Task objective: Each line that contains the word "bool" counts once; give the total for the records below and nothing else.

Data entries
============
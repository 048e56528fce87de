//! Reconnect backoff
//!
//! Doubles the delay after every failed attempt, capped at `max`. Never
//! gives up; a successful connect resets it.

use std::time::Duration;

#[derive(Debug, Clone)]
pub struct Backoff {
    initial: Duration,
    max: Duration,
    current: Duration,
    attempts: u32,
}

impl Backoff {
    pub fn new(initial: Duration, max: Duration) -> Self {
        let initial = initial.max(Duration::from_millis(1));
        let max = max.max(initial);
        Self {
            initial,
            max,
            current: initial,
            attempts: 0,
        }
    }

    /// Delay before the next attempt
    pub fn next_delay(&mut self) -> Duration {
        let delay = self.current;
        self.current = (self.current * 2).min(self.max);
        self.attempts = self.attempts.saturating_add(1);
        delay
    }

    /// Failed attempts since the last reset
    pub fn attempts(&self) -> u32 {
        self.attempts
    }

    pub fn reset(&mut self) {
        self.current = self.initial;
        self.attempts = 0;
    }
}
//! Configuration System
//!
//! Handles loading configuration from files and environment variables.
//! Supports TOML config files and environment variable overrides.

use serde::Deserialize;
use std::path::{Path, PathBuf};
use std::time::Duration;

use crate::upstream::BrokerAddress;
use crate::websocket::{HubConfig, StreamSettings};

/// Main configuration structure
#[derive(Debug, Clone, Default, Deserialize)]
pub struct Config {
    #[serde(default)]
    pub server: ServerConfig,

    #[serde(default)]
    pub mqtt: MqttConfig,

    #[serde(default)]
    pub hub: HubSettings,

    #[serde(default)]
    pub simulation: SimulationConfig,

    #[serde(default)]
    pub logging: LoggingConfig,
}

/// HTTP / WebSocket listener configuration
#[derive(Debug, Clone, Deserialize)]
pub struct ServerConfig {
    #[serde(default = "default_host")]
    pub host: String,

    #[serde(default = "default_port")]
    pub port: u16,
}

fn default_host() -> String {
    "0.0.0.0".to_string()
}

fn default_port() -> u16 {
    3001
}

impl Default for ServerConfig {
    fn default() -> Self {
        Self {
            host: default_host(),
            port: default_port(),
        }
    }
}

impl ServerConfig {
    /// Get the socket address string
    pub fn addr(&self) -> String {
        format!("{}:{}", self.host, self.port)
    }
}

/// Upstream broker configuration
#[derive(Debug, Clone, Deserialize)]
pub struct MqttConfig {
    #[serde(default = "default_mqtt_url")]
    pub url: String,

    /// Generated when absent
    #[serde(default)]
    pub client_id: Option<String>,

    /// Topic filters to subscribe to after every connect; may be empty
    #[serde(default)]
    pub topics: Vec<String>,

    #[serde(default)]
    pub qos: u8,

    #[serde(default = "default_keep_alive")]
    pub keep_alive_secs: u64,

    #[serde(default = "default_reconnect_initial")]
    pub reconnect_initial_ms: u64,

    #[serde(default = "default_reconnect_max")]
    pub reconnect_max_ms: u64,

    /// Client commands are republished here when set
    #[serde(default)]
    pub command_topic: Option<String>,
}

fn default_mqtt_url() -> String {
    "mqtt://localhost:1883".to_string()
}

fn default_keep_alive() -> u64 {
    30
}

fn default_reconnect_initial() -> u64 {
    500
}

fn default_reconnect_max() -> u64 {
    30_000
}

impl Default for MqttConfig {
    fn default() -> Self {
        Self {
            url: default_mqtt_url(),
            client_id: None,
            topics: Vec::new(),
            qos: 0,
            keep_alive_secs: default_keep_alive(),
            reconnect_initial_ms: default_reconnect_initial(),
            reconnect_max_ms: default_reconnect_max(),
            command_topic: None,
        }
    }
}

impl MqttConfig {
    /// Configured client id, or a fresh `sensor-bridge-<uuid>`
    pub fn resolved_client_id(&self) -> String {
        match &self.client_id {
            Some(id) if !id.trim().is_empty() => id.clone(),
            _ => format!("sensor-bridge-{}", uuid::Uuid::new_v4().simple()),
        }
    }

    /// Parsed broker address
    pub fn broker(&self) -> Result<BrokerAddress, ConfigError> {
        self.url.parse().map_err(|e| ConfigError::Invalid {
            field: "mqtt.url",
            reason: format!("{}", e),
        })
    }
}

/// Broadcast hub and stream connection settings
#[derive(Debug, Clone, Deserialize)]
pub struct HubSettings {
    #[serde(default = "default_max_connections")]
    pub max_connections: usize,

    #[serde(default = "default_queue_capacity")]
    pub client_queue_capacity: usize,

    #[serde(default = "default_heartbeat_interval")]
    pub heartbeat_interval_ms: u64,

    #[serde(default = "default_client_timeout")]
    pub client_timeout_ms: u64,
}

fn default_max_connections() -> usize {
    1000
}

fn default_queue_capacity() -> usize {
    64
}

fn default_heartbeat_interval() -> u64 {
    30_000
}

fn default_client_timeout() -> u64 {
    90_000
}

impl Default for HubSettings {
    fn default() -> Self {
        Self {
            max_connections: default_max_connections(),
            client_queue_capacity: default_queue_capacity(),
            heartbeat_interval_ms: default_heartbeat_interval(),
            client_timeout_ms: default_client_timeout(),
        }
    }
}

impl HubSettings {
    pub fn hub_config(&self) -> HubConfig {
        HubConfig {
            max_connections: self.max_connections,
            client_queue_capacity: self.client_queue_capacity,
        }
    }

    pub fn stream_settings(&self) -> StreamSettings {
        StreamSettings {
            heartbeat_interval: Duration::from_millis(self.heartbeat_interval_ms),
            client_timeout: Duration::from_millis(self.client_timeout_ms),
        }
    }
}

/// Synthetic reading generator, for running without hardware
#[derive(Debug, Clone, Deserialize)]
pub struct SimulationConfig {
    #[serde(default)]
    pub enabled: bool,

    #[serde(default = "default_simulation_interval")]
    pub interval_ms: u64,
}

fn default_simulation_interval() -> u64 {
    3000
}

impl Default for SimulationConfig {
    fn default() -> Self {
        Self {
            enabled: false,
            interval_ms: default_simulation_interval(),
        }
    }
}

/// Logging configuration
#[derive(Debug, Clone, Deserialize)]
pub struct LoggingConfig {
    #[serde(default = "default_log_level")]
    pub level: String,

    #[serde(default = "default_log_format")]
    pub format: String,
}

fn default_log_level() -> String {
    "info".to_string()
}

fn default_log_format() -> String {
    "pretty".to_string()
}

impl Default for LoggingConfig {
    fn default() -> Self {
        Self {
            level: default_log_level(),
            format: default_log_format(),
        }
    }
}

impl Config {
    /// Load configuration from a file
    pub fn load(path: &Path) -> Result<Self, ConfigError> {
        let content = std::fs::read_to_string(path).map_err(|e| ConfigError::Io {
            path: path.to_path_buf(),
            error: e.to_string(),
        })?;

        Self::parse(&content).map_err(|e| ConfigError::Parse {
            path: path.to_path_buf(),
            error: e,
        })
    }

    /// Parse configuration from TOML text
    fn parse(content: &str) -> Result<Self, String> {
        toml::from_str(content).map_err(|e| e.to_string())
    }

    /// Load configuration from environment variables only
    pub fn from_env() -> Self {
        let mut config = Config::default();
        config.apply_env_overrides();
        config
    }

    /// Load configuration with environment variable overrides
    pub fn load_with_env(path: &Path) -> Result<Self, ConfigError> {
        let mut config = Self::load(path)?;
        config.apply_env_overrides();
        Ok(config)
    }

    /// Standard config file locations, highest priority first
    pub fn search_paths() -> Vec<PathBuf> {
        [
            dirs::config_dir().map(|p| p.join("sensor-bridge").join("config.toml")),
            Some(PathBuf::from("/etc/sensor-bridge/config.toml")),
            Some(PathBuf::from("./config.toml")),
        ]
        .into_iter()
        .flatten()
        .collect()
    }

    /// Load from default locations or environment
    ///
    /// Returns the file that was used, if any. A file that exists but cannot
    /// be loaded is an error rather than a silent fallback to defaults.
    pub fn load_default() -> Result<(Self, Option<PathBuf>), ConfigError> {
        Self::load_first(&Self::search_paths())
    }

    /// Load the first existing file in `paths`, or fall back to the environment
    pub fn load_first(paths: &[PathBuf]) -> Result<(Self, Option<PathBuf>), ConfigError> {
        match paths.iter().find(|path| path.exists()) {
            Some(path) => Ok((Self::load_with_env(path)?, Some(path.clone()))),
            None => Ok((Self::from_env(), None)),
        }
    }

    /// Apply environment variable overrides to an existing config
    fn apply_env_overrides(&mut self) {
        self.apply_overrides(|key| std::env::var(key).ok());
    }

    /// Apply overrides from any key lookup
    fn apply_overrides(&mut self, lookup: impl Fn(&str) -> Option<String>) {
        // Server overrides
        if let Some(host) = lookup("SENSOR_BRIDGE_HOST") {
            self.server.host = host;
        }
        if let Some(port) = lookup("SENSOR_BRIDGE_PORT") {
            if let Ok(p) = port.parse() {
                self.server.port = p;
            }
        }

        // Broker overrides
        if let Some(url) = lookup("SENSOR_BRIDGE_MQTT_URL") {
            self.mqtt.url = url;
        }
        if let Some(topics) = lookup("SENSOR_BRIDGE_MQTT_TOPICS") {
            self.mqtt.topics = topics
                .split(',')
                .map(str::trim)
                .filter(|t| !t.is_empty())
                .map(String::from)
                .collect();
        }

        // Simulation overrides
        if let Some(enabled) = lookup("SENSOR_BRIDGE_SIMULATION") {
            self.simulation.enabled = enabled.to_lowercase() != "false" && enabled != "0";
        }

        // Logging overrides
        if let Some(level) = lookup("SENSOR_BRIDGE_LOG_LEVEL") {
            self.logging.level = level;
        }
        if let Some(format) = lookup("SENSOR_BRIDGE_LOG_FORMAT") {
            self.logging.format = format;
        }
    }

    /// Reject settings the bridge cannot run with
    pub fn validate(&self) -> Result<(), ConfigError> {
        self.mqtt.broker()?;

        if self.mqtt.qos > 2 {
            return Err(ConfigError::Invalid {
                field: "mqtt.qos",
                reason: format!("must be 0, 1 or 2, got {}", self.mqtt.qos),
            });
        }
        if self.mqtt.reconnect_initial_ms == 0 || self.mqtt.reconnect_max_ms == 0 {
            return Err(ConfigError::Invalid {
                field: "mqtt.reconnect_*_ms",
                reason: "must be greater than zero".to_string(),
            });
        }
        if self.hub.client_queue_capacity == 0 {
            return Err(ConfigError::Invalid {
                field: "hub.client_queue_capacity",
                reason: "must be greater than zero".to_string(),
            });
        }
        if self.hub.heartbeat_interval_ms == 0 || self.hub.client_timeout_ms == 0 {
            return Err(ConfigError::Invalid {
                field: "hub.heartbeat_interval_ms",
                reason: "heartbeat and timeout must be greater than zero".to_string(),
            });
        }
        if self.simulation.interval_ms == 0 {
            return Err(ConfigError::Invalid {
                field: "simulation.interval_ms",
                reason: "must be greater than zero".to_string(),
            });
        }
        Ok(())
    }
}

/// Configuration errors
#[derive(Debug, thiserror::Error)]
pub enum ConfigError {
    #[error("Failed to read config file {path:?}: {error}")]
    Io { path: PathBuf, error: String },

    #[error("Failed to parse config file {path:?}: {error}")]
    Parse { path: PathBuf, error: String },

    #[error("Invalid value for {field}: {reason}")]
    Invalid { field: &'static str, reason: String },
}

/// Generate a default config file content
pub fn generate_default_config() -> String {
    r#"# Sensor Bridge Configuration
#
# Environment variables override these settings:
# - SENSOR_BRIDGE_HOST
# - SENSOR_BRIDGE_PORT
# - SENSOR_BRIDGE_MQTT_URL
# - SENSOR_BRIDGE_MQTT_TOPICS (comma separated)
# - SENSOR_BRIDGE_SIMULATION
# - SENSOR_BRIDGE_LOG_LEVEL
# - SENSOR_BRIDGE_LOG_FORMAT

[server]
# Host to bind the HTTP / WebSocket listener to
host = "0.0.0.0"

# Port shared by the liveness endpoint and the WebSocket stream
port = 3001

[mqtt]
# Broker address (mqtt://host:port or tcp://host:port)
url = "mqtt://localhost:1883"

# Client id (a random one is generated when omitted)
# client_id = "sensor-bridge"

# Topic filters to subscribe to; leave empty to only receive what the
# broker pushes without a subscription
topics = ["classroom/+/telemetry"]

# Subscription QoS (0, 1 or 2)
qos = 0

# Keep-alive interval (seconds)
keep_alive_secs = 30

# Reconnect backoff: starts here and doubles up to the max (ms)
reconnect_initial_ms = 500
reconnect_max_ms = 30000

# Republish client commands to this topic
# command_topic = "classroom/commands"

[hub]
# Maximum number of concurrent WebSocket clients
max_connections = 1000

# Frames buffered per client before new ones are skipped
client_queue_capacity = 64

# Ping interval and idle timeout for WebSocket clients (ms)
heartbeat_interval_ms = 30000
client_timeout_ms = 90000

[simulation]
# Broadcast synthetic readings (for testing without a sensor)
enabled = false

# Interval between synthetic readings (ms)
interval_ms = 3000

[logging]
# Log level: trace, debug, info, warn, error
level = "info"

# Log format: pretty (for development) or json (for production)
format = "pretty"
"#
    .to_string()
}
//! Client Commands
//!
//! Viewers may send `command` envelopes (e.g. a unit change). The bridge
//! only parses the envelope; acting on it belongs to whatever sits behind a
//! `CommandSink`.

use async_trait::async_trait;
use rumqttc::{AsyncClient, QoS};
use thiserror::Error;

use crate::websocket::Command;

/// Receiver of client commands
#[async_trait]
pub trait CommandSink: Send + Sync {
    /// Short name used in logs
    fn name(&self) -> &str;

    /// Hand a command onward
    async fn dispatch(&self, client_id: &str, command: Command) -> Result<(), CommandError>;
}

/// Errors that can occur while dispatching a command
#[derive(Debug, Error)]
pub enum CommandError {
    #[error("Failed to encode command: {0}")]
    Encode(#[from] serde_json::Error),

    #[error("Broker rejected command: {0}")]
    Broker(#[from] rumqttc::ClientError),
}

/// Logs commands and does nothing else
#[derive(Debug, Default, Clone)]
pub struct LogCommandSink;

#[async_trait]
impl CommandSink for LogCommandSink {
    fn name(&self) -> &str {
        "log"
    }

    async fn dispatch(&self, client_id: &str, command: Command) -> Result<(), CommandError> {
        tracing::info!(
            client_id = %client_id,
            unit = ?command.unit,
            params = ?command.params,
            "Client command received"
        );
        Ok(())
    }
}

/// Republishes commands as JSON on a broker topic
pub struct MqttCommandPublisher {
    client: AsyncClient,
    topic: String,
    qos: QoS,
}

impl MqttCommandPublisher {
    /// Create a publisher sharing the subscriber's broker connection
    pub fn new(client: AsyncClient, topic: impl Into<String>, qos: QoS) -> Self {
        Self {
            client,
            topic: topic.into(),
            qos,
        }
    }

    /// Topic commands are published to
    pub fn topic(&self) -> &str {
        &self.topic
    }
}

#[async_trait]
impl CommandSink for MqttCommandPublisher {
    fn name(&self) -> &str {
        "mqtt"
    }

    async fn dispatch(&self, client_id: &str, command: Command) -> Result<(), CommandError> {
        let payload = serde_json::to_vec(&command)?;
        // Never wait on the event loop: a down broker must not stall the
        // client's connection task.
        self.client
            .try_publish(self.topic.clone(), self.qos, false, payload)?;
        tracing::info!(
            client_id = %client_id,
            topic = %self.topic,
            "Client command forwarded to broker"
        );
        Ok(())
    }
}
============
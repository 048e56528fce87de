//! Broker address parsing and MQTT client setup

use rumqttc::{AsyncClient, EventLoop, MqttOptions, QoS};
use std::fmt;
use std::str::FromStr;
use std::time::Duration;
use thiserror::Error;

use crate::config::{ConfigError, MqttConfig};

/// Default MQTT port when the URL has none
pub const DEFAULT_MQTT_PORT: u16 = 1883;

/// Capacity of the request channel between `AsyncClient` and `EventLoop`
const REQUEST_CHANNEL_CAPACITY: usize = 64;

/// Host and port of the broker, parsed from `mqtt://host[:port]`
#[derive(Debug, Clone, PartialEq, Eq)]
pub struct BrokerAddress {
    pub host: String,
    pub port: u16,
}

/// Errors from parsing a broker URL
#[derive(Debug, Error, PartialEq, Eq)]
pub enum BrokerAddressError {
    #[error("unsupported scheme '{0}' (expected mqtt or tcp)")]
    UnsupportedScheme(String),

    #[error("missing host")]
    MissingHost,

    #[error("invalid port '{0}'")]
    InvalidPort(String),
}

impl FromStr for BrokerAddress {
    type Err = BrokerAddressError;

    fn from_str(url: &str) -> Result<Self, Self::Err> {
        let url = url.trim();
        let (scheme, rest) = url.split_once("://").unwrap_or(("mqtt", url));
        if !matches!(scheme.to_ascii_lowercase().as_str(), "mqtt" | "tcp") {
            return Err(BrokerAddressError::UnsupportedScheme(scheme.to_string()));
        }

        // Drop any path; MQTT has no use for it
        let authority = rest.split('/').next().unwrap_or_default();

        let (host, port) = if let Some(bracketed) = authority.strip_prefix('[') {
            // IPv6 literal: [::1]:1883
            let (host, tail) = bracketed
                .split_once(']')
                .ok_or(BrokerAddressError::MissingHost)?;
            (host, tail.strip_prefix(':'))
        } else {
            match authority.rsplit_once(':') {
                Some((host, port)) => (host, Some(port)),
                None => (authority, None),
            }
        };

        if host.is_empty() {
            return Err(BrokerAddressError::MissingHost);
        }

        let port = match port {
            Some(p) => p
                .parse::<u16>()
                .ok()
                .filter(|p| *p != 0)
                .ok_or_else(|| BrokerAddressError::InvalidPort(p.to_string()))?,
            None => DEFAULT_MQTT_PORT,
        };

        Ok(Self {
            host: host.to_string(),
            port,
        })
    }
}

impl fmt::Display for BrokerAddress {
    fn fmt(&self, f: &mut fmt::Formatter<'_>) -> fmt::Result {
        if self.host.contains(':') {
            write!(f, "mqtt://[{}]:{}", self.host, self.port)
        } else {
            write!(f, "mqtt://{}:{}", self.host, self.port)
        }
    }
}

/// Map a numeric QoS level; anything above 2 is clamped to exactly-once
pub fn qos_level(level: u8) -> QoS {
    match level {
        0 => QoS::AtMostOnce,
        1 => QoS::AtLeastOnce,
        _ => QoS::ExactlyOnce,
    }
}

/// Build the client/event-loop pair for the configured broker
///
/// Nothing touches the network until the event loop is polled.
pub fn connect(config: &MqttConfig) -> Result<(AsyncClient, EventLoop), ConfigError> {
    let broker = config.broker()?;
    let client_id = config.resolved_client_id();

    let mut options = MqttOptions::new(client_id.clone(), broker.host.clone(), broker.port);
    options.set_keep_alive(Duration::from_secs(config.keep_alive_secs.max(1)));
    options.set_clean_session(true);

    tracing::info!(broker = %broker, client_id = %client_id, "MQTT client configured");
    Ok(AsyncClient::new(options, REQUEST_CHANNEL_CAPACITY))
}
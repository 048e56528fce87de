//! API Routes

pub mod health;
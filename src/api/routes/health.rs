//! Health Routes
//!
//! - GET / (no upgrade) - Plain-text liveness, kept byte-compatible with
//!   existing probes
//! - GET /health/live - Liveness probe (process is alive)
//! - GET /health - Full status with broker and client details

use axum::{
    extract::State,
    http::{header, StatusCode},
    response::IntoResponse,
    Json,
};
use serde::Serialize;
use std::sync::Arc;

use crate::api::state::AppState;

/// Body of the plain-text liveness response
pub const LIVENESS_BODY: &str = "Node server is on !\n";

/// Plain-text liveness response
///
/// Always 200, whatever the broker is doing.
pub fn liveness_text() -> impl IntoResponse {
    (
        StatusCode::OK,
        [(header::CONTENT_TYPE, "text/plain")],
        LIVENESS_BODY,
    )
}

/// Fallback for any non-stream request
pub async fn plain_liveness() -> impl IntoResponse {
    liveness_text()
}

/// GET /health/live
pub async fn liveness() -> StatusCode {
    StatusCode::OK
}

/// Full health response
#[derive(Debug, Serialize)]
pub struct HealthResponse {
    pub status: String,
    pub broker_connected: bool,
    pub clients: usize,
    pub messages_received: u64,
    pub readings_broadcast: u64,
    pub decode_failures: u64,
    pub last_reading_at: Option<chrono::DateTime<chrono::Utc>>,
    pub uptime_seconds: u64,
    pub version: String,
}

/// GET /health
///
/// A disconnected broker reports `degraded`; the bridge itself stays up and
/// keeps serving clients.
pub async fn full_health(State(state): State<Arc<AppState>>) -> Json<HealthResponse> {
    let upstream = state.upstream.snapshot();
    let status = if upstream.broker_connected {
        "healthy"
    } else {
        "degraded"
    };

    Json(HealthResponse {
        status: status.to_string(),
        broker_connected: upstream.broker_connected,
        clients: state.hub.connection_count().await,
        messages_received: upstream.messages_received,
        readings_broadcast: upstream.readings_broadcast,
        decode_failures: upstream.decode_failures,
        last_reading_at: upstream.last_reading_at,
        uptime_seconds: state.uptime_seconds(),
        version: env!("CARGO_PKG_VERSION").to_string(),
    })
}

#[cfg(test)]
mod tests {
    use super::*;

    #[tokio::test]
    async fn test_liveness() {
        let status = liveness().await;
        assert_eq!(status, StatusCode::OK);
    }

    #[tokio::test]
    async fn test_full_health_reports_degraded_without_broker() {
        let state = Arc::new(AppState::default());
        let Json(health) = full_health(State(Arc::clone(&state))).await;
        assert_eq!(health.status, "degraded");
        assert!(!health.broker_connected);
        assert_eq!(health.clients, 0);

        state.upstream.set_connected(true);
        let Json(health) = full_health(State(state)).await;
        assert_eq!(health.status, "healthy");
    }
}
============
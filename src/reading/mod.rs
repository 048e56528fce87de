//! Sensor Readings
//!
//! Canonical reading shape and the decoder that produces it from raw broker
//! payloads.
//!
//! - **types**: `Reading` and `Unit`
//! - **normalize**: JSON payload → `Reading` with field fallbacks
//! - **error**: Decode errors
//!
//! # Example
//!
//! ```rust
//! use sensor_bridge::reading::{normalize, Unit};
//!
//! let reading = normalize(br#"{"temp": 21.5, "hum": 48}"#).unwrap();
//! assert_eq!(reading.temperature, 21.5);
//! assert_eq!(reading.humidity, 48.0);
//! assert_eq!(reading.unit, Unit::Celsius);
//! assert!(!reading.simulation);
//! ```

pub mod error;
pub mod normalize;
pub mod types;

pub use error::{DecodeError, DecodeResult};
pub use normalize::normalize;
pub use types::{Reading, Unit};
============
Your response: 2